# How to set or make FreeBSD report its OS as "Linux" to fool a (Java) app?



## ikevin8me (Aug 8, 2021)

I'm trying to run a Java app written for Linux on FreeBSD 13. 
The Java app reports the operating system "FreeBSD" as being not recognized.
Is there anyway to set or make FreeBSD output its name as "Linux" to "fool" the Java app?


----------



## eternal_noob (Aug 8, 2021)

Can't you just edit the Java method which detects the OS?


----------



## ct85711 (Aug 8, 2021)

How do I programmatically determine operating system in Java?
					

I would like to determine the operating system of the host that my Java program is running programmatically (for example: I would like to be able to load different properties based on whether I am ...




					stackoverflow.com
				




I found this page has some information about OS detection, but also mentions how you could possibly change the detected OS.  The most relevant part, is fairly far down towards the bottom.  The main thing,is more of how the app does the detection (you may need to read through the various responses on what to look on.



> *If you're working in a security sensitive environment, then please read this through.*
> 
> 
> Please refrain from ever trusting a property obtained via the System#getProperty(String) subroutine! Actually, almost every property including os.arch, os.name, and os.version isn't readonly as you'd might expect — instead, they're actually quite the opposite.
> ...


----------



## shkhln (Aug 8, 2021)

ct85711 said:


> The most relevant part, is fairly far down towards the bottom.


That's actually quite nonsensical. End users can also change the source code and recompile the application and do whatever they please in general.


----------



## ikevin8me (Aug 8, 2021)

Well, the Java program is not open source.


----------



## chungy (Aug 8, 2021)

An OS-dependent Java app seems completely contrary to the point of Java 

Probably one of the easiest workarounds is to patch the OpenJDK and build your own version, so it reports the OS name and version as Linux 5.10 or something no matter what.

Alternatives might include trying to binary-patch the class files so they accept FreeBSD, running in a Linux jail*, or patching the FreeBSD kernel so it claims to be Linux.

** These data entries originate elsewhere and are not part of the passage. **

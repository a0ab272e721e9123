// Defines an Axis-Aligned Bounding Box

use serde::{Deserialize, Serialize};

use crate::math::Vec2;

/// An Axis-Aligned Bounding Box in screen space: `min` is the top-left
/// corner and `max` the bottom-right one.
#[derive(Debug, Clone, Copy, PartialEq, Serialize, Deserialize)]
pub struct Aabb {
    pub min: Vec2,
    pub max: Vec2,
}

impl Aabb {
    /// Creates a new Aabb.
    pub fn new(min: Vec2, max: Vec2) -> Self {
        // Ensure min coordinates are <= max coordinates
        Aabb {
            min: Vec2::new(min.x.min(max.x), min.y.min(max.y)),
            max: Vec2::new(min.x.max(max.x), min.y.max(max.y)),
        }
    }

    /// Box with its top-left corner at `origin`.
    pub fn from_origin_size(origin: Vec2, size: Vec2) -> Self {
        Self::new(origin, origin + size)
    }

    pub fn left(&self) -> f64 {
        self.min.x
    }

    pub fn top(&self) -> f64 {
        self.min.y
    }

    pub fn right(&self) -> f64 {
        self.max.x
    }

    pub fn bottom(&self) -> f64 {
        self.max.y
    }

    pub fn width(&self) -> f64 {
        self.max.x - self.min.x
    }

    pub fn height(&self) -> f64 {
        self.max.y - self.min.y
    }

    pub fn center(&self) -> Vec2 {
        Vec2::new((self.min.x + self.max.x) / 2.0, (self.min.y + self.max.y) / 2.0)
    }

    /// The same box moved by `offset`.
    pub fn translated(&self, offset: Vec2) -> Self {
        Aabb {
            min: self.min + offset,
            max: self.max + offset,
        }
    }

    /// Strict overlap of the vertical spans; touching edges do not count.
    pub fn overlaps_vertically(&self, other: &Aabb) -> bool {
        self.min.y < other.max.y && self.max.y > other.min.y
    }

    /// Strict overlap of the horizontal spans; touching edges do not count.
    pub fn overlaps_horizontally(&self, other: &Aabb) -> bool {
        self.min.x < other.max.x && self.max.x > other.min.x
    }

    /// Checks if this box overlaps with another box on both axes.
    pub fn overlaps(&self, other: &Aabb) -> bool {
        self.overlaps_horizontally(other) && self.overlaps_vertically(other)
    }
}
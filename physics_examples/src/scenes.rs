//! Scene builders shared by the headless and windowed drivers.
//!
//! Coordinates are in pixels with y growing downward, sized for an
//! 800x600 window.

use continuum::{AttractionJoint, Body, Material, PhysicsWorld, RepulsionJoint, Result, Vec2};

#[derive(Debug, Clone, Copy, PartialEq, Eq)]
pub enum Scene {
    BoxPile,
    Rope,
    Springs,
}

impl Scene {
    pub const NAMES: &'static str = "box_pile, rope, springs";

    pub fn from_name(name: &str) -> Option<Self> {
        match name {
            "box_pile" => Some(Scene::BoxPile),
            "rope" => Some(Scene::Rope),
            "springs" => Some(Scene::Springs),
            _ => None,
        }
    }

    pub fn build(self) -> Result<PhysicsWorld> {
        match self {
            Scene::BoxPile => create_box_pile(),
            Scene::Rope => create_rope(6, 40.0),
            Scene::Springs => create_springs(),
        }
    }
}

/// Floor and two side walls around the visible area.
fn add_walls(world: &mut PhysicsWorld, width: f64, height: f64) -> Result<()> {
    let thickness = 40.0;
    let floor = Body::new(Vec2::new(0.0, height - thickness), Vec2::new(width, thickness), 1.0, Material::BASIC)?;
    let left = Body::new(Vec2::new(-thickness, 0.0), Vec2::new(thickness, height), 1.0, Material::BASIC)?;
    let right = Body::new(Vec2::new(width, 0.0), Vec2::new(thickness, height), 1.0, Material::BASIC)?;
    for wall in [floor, left, right] {
        world.add_body(wall.immovable());
    }
    Ok(())
}

fn create_box_pile() -> Result<PhysicsWorld> {
    let mut world = PhysicsWorld::new();
    add_walls(&mut world, 800.0, 600.0)?;

    let materials = [Material::BASIC, Material::REBOUNCE, Material::SUPERSLIP];
    for i in 0..12 {
        let size = 20.0 + (i % 3) as f64 * 10.0;
        let x = 120.0 + (i % 6) as f64 * 90.0;
        let y = 60.0 + (i / 6) as f64 * 120.0;
        let body = Body::new(Vec2::new(x, y), Vec2::new(size, size), 1.0 + (i % 4) as f64, materials[i % 3])?
            .with_velocity(Vec2::new(((i % 5) as f64 - 2.0) * 0.5, 0.0));
        world.add_body(body);
    }

    Ok(world)
}

fn create_rope(links: usize, link_length: f64) -> Result<PhysicsWorld> {
    let mut world = PhysicsWorld::new();
    add_walls(&mut world, 800.0, 600.0)?;

    // Heavy enough that the rope barely moves it.
    let anchor = Body::new(Vec2::new(390.0, 40.0), Vec2::new(20.0, 20.0), 1e9, Material::BASIC)?.immovable();
    let mut previous = world.add_body(anchor);
    // Hang each link from its top edge.
    let top_edge = Vec2::new(0.0, -10.0);

    for i in 0..links {
        // Start the rope horizontal so it swings down.
        let position = Vec2::new(390.0 + (i + 1) as f64 * link_length, 40.0);
        let link = world.spawn(position, Vec2::new(20.0, 20.0), 1.0, Material::BASIC)?;
        let joint = AttractionJoint::new(previous, link, link_length, 8.0)?.with_offsets(Vec2::ZERO, top_edge);
        world.add_joint(joint)?;
        previous = link;
    }

    Ok(world)
}

fn create_springs() -> Result<PhysicsWorld> {
    let mut world = PhysicsWorld::new();
    add_walls(&mut world, 800.0, 600.0)?;

    for (i, hardness) in [1.0, 3.0, 6.0].into_iter().enumerate() {
        let x = 150.0 + i as f64 * 220.0;
        let left = world.spawn(Vec2::new(x, 400.0), Vec2::new(30.0, 30.0), 2.0, Material::BASIC)?;
        let right = world.spawn(Vec2::new(x + 40.0, 400.0), Vec2::new(30.0, 30.0), 2.0, Material::BASIC)?;
        world.add_joint(RepulsionJoint::new(left, right, 120.0, hardness)?)?;

        // A hanging pair that bobs under gravity.
        let top = Body::new(Vec2::new(x + 20.0, 60.0), Vec2::new(20.0, 20.0), 1e9, Material::BASIC)?.immovable();
        let top = world.add_body(top);
        let weight = world.spawn(Vec2::new(x + 20.0, 120.0), Vec2::new(20.0, 20.0), 1.0, Material::BASIC)?;
        world.add_joint(AttractionJoint::new(top, weight, 80.0, hardness)?)?;
    }

    Ok(world)
}
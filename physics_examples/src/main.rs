use continuum::PhysicsWorld;
use log::{error, info};
use std::env;

mod scenes;
mod visual;

use scenes::Scene;

fn main() {
    env_logger::init();
    let args: Vec<String> = env::args().collect();

    // Check if first arg is "visual"
    if args.len() > 1 && args[1] == "visual" {
        let name = if args.len() > 2 { &args[2] } else { "box_pile" };
        info!("running visual scene {name}");

        if let Err(e) = visual::run_visual(name) {
            error!("error running visual scene: {e}");
        }
        return;
    }

    let name = if args.len() > 1 { &args[1] } else { "box_pile" };
    let Some(scene) = Scene::from_name(name) else {
        println!("Unknown scene: {}. Available scenes: {}", name, Scene::NAMES);
        return;
    };

    match scene.build() {
        Ok(world) => run_headless(world, 600),
        Err(e) => error!("could not build scene {name}: {e}"),
    }
}

/// Steps the world without a window, printing every moving body now and then.
fn run_headless(mut world: PhysicsWorld, ticks: usize) {
    println!("Simulating {} bodies, {} joints", world.objects().len(), world.joints().len());
    for tick in 0..ticks {
        world.step();
        if tick % 100 == 0 {
            for (handle, body) in world.objects().iter().filter(|(_, b)| !b.do_not_push) {
                println!(
                    "Tick {}: body {} at ({:.2}, {:.2}), velocity ({:.2}, {:.2})",
                    tick,
                    handle.index(),
                    body.position().x,
                    body.position().y,
                    body.velocity.x,
                    body.velocity.y
                );
            }
        }
    }
    println!("Simulation finished.");
}
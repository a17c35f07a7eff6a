//! CSV serialisation of the ranked views.
//!
//! Two layouts are exported: one file per candidate holding its ranked
//! expert rows, and one wide file covering every candidate. Fields are
//! quoted only when they contain the separator, a quote, or a line break.

use anyhow::Context;

use matchrank_common::error::{MatchrankError, Result};
use matchrank_common::records::MatchRecord;

use crate::topk::TopKIndex;
use crate::widen::{format_relevancy, widen_top_k, WideRow};

/// Header of the per-candidate export.
const CANDIDATE_HEADER: [&str; 7] = [
    "candidate_id",
    "candidate_name",
    "candidate_expertise",
    "expert_id",
    "expert_name",
    "expert_expertise",
    "relevancy_score",
];

/// Serialise one candidate's ranked expert list.
///
/// One data row per expert, best first, all record fields included.
pub fn candidate_csv(records: &[MatchRecord]) -> Result<String> {
    let mut writer = csv::Writer::from_writer(vec![]);
    writer.write_record(CANDIDATE_HEADER)?;

    for record in records {
        let score = format_relevancy(record.relevancy_score);
        writer.write_record([
            record.candidate_id.as_str(),
            record.candidate_name.as_str(),
            record.candidate_expertise_str(),
            record.expert_id.as_str(),
            record.expert_name.as_str(),
            record.expert_expertise_str(),
            score.as_str(),
        ])?;
    }

    writer_to_string(writer)
}

/// Serialise wide rows built for `k` slots.
///
/// The caller passes the same `k` used for `widen_top_k`, so the header
/// matches the slot count of every row.
pub fn wide_csv(rows: &[WideRow], k: usize) -> Result<String> {
    let mut writer = csv::Writer::from_writer(vec![]);
    writer.write_record(wide_header(k))?;

    for row in rows {
        let mut fields: Vec<&str> = vec![
            &row.candidate_id,
            &row.candidate_name,
            &row.candidate_expertise,
        ];
        for slot in &row.experts {
            fields.push(&slot.expert_id);
            fields.push(&slot.expert_name);
            fields.push(&slot.expert_expertise);
            fields.push(&slot.relevancy);
        }
        writer.write_record(&fields)?;
    }

    writer_to_string(writer)
}

/// Widen and serialise the whole index in one step.
pub fn wide_table_csv(index: &TopKIndex) -> Result<String> {
    let rows = widen_top_k(index, index.k());
    wide_csv(&rows, index.k())
}

fn wide_header(k: usize) -> Vec<String> {
    let mut header = vec![
        "candidate_id".to_string(),
        "candidate_name".to_string(),
        "candidate_expertise".to_string(),
    ];
    for i in 1..=k {
        header.push(format!("expert_{i}_id"));
        header.push(format!("expert_{i}_name"));
        header.push(format!("expert_{i}_expertise"));
        header.push(format!("expert_{i}_relevancy"));
    }
    header
}

fn writer_to_string(writer: csv::Writer<Vec<u8>>) -> Result<String> {
    let bytes = writer
        .into_inner()
        .map_err(|e| MatchrankError::Io(e.into_error()))?;
    Ok(String::from_utf8(bytes).context("CSV output was not valid UTF-8")?)
}

// ── Tests ───────────────────────────────────────────────────────────────────
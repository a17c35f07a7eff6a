//! Ranking configuration for the match pipeline.
//!
//! Callers can tune the input location, slot count, and export names via
//! TOML/YAML/JSON config files; every field has a sensible default so an
//! empty config is valid.

use serde::{Deserialize, Serialize};

use crate::error::{MatchrankError, Result};

/// Complete pipeline configuration.
#[derive(Debug, Clone, Default, Serialize, Deserialize)]
pub struct RankingConfig {
    /// Where the match table comes from
    #[serde(default)]
    pub input: InputConfig,

    /// Top-K selection options
    #[serde(default)]
    pub ranking: RankingOptions,

    /// Export file naming
    #[serde(default)]
    pub output: OutputConfig,
}

// ── Input ─────────────────────────────────────────────────────────────────────

/// Input table location.
#[derive(Debug, Clone, Serialize, Deserialize)]
pub struct InputConfig {
    /// Path to the match table CSV
    #[serde(default = "default_input_path")]
    pub path: String,
}

fn default_input_path() -> String {
    "data/matching_results.csv".to_string()
}

impl Default for InputConfig {
    fn default() -> Self {
        Self {
            path: default_input_path(),
        }
    }
}

// ── Ranking ───────────────────────────────────────────────────────────────────

/// Top-K selection options.
#[derive(Debug, Clone, Serialize, Deserialize)]
pub struct RankingOptions {
    /// Number of expert slots kept per candidate
    #[serde(default = "default_top_k")]
    pub top_k: usize,

    /// Seed used when relevancy scores must be synthesised
    #[serde(default = "default_score_seed")]
    pub score_seed: u64,
}

fn default_top_k() -> usize {
    5
}

fn default_score_seed() -> u64 {
    42
}

impl Default for RankingOptions {
    fn default() -> Self {
        Self {
            top_k: default_top_k(),
            score_seed: default_score_seed(),
        }
    }
}

// ── Output ────────────────────────────────────────────────────────────────────

/// Export file naming.
///
/// Templates substitute `{k}` with the slot count and `{candidate}` with
/// the candidate id.
#[derive(Debug, Clone, Serialize, Deserialize)]
pub struct OutputConfig {
    /// File name template for a single candidate's export
    #[serde(default = "default_single_file_template")]
    pub single_file_template: String,

    /// File name template for the all-candidates wide export
    #[serde(default = "default_wide_file_name")]
    pub wide_file_name: String,
}

fn default_single_file_template() -> String {
    "top_{k}_experts_{candidate}.csv".to_string()
}

fn default_wide_file_name() -> String {
    "all_candidates_with_top_{k}_experts.csv".to_string()
}

impl Default for OutputConfig {
    fn default() -> Self {
        Self {
            single_file_template: default_single_file_template(),
            wide_file_name: default_wide_file_name(),
        }
    }
}

// ── Helper Methods ─────────────────────────────────────────────────────────────

impl RankingConfig {
    /// Load from a TOML file
    pub fn from_toml(path: &str) -> anyhow::Result<Self> {
        let content = std::fs::read_to_string(path)?;
        let config: Self = toml::from_str(&content)?;
        Ok(config)
    }

    /// Load from a YAML file
    pub fn from_yaml(path: &str) -> anyhow::Result<Self> {
        let content = std::fs::read_to_string(path)?;
        let config: Self = serde_yaml::from_str(&content)?;
        Ok(config)
    }

    /// Load from a JSON file
    pub fn from_json(path: &str) -> anyhow::Result<Self> {
        let content = std::fs::read_to_string(path)?;
        let config: Self = serde_json::from_str(&content)?;
        Ok(config)
    }

    /// Load from any supported file, dispatching on the extension.
    pub fn load(path: &str) -> anyhow::Result<Self> {
        match path.rsplit('.').next() {
            Some("toml") => Self::from_toml(path),
            Some("yaml") | Some("yml") => Self::from_yaml(path),
            Some("json") => Self::from_json(path),
            other => anyhow::bail!("Unsupported config extension: {:?}", other),
        }
    }

    /// Reject configurations the pipeline cannot honour.
    pub fn validate(&self) -> Result<()> {
        if self.ranking.top_k == 0 {
            return Err(MatchrankError::Config(
                "ranking.top_k must be at least 1".to_string(),
            ));
        }
        Ok(())
    }

    /// Export file name for a single candidate.
    pub fn single_export_name(&self, candidate_id: &str) -> String {
        self.output
            .single_file_template
            .replace("{k}", &self.ranking.top_k.to_string())
            .replace("{candidate}", candidate_id)
    }

    /// Export file name for the wide all-candidates table.
    pub fn wide_export_name(&self) -> String {
        self.output
            .wide_file_name
            .replace("{k}", &self.ranking.top_k.to_string())
    }
}

// ── Tests ─────────────────────────────────────────────────────────────────────

#[cfg(test)]
mod tests {
    use super::*;

    #[test]
    fn test_default_config() {
        let config = RankingConfig::default();
        assert_eq!(config.ranking.top_k, 5);
        assert_eq!(config.ranking.score_seed, 42);
        assert_eq!(config.input.path, "data/matching_results.csv");
        assert!(config.validate().is_ok());
    }

    #[test]
    fn test_zero_top_k_rejected() {
        let mut config = RankingConfig::default();
        config.ranking.top_k = 0;
        assert!(config.validate().is_err());
    }

    #[test]
    fn test_export_names() {
        let config = RankingConfig::default();
        assert_eq!(config.single_export_name("C1"), "top_5_experts_C1.csv");
        assert_eq!(
            config.wide_export_name(),
            "all_candidates_with_top_5_experts.csv"
        );
    }

    #[test]
    fn test_toml_roundtrip() {
        let config = RankingConfig::default();
        let toml = toml::to_string(&config).unwrap();
        let parsed: RankingConfig = toml::from_str(&toml).unwrap();
        assert_eq!(config.ranking.top_k, parsed.ranking.top_k);
        assert_eq!(config.output.wide_file_name, parsed.output.wide_file_name);
    }

    #[test]
    fn test_partial_toml_uses_defaults() {
        let parsed: RankingConfig = toml::from_str("[ranking]\ntop_k = 3\n").unwrap();
        assert_eq!(parsed.ranking.top_k, 3);
        assert_eq!(parsed.ranking.score_seed, 42);
        assert_eq!(parsed.input.path, "data/matching_results.csv");
    }
}
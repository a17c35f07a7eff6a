//! Wide per-candidate reshaping.
//!
//! Pivots the top-K index into one row per candidate with a fixed number
//! of flattened expert slots, matching the exported CSV layout. Unfilled
//! slots hold empty strings rather than being omitted, so every row keeps
//! a uniform field count.

use serde::{Deserialize, Serialize};

use matchrank_common::records::MatchRecord;

use crate::topk::TopKIndex;

/// One flattened expert slot of a wide row.
#[derive(Debug, Clone, Default, PartialEq, Serialize, Deserialize)]
pub struct ExpertSlot {
    pub expert_id: String,
    pub expert_name: String,
    pub expert_expertise: String,
    pub relevancy: String,
}

impl ExpertSlot {
    fn from_record(record: &MatchRecord) -> Self {
        Self {
            expert_id: record.expert_id.clone(),
            expert_name: record.expert_name.clone(),
            expert_expertise: record.expert_expertise_str().to_string(),
            relevancy: format_relevancy(record.relevancy_score),
        }
    }

    pub fn is_filled(&self) -> bool {
        !self.expert_id.is_empty()
    }
}

/// One candidate row of the wide table, slots ordered best-to-worst.
#[derive(Debug, Clone, PartialEq, Serialize, Deserialize)]
pub struct WideRow {
    pub candidate_id: String,
    pub candidate_name: String,
    pub candidate_expertise: String,
    pub experts: Vec<ExpertSlot>,
}

/// Render a relevancy score for export.
///
/// f64 `Display` is shortest-roundtrip, so repeated runs over the same
/// input serialise byte-identically.
pub fn format_relevancy(score: f64) -> String {
    score.to_string()
}

/// Pivot the top-K index into wide rows, one per candidate.
///
/// Rows come out in sorted candidate-id order; every row carries exactly
/// `k` expert slots, padded with empty slots when a candidate matched
/// fewer experts. Pure transform with no side effects.
pub fn widen_top_k(index: &TopKIndex, k: usize) -> Vec<WideRow> {
    index
        .candidates()
        .into_iter()
        .filter_map(|candidate_id| {
            let group = index.for_candidate(candidate_id)?;
            let first = group.first()?;

            let mut experts: Vec<ExpertSlot> =
                group.iter().take(k).map(ExpertSlot::from_record).collect();
            experts.resize(k, ExpertSlot::default());

            Some(WideRow {
                candidate_id: candidate_id.to_string(),
                candidate_name: first.candidate_name.clone(),
                candidate_expertise: first.candidate_expertise_str().to_string(),
                experts,
            })
        })
        .collect()
}

// ── Tests ───────────────────────────────────────────────────────────────────

#[cfg(test)]
mod tests {
    use super::*;
    use crate::topk::top_k_per_candidate;

    fn record(candidate_id: &str, expert_id: &str, score: f64) -> MatchRecord {
        MatchRecord {
            candidate_id: candidate_id.to_string(),
            candidate_name: format!("Candidate {candidate_id}"),
            candidate_expertise: Some("Systems".to_string()),
            expert_id: expert_id.to_string(),
            expert_name: format!("Expert {expert_id}"),
            expert_expertise: Some("Compilers".to_string()),
            relevancy_score: score,
        }
    }

    #[test]
    fn test_every_row_has_exactly_k_slots() {
        let records = vec![
            record("C1", "E1", 0.9),
            record("C2", "E1", 0.8),
            record("C2", "E2", 0.7),
            record("C2", "E3", 0.6),
        ];
        let index = top_k_per_candidate(&records, 5);
        let rows = widen_top_k(&index, 5);

        assert_eq!(rows.len(), 2);
        for row in &rows {
            assert_eq!(row.experts.len(), 5);
        }
    }

    #[test]
    fn test_unfilled_slots_are_empty_strings() {
        let records = vec![
            record("C1", "E1", 0.9),
            record("C1", "E2", 0.5),
            record("C1", "E3", 0.95),
            record("C1", "E4", 0.1),
        ];
        let index = top_k_per_candidate(&records, 5);
        let rows = widen_top_k(&index, 5);

        let row = &rows[0];
        assert!(row.experts[3].is_filled());
        let empty = &row.experts[4];
        assert!(!empty.is_filled());
        assert_eq!(empty.expert_id, "");
        assert_eq!(empty.expert_name, "");
        assert_eq!(empty.expert_expertise, "");
        assert_eq!(empty.relevancy, "");
    }

    #[test]
    fn test_slots_ordered_best_to_worst() {
        let records = vec![
            record("C1", "E1", 0.9),
            record("C1", "E2", 0.5),
            record("C1", "E3", 0.95),
        ];
        let index = top_k_per_candidate(&records, 5);
        let rows = widen_top_k(&index, 5);

        let slots = &rows[0].experts;
        assert_eq!(slots[0].expert_id, "E3");
        assert_eq!(slots[1].expert_id, "E1");
        assert_eq!(slots[2].expert_id, "E2");
        assert_eq!(slots[0].relevancy, "0.95");
    }

    #[test]
    fn test_rows_sorted_by_candidate_id() {
        let records = vec![
            record("C3", "E1", 0.9),
            record("C1", "E1", 0.8),
            record("C2", "E1", 0.7),
        ];
        let index = top_k_per_candidate(&records, 5);
        let rows = widen_top_k(&index, 5);

        let ids: Vec<&str> = rows.iter().map(|r| r.candidate_id.as_str()).collect();
        assert_eq!(ids, vec!["C1", "C2", "C3"]);
    }

    #[test]
    fn test_candidate_fields_from_best_record() {
        let records = vec![record("C1", "E1", 0.9)];
        let index = top_k_per_candidate(&records, 5);
        let rows = widen_top_k(&index, 5);

        assert_eq!(rows[0].candidate_name, "Candidate C1");
        assert_eq!(rows[0].candidate_expertise, "Systems");
    }

    #[test]
    fn test_empty_index_widens_to_no_rows() {
        let index = top_k_per_candidate(&[], 5);
        assert!(widen_top_k(&index, 5).is_empty());
    }
}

* If the app is looking for Linux so that it can run JNIs, you may just have to go the jail route.


----------



## covacat (Aug 8, 2021)

try setting env var UNAME_s to linux
see uname(3)


----------



## Geezer (Aug 8, 2021)

chungy said:


> An OS-dependent Java app seems completely contrary to the point of Java


Yes. Java has not worked.


----------



## Jose (Aug 8, 2021)

Geezer said:


> Yes. Java has not worked.


Java can be made to work. I suspect the problem is the programmers of this closed source app.








						Any interest in Tribal Trouble 1?
					

https://github.com/sunenielsen/tribaltrouble  I got it to work under Freebsd 12.1, but I need motivation to work on it further.




					forums.freebsd.org


----------



## ralphbsz (Aug 8, 2021)

chungy said:


> An OS-dependent Java app seems completely contrary to the point of Java


More likely and less obnoxious explanation: The program is actually OS dependent. For example, it might be using facilities like sysctl (on *BSD) versus the /sys file system (on Linux), or have path dependencies that can't be worked around. We have to recognize that efforts to make programs OS-independent (which includes Codasyl, POSIX, Java, ...) have reasonable well succeeded for user-level programs, but when it gets into system tasks, life is still OS dependent. So pretending that FreeBSD is Linux (with a hacked JVM or the UNAME_... environment variable override) is likely to just expose that this program won't work anyway.


----------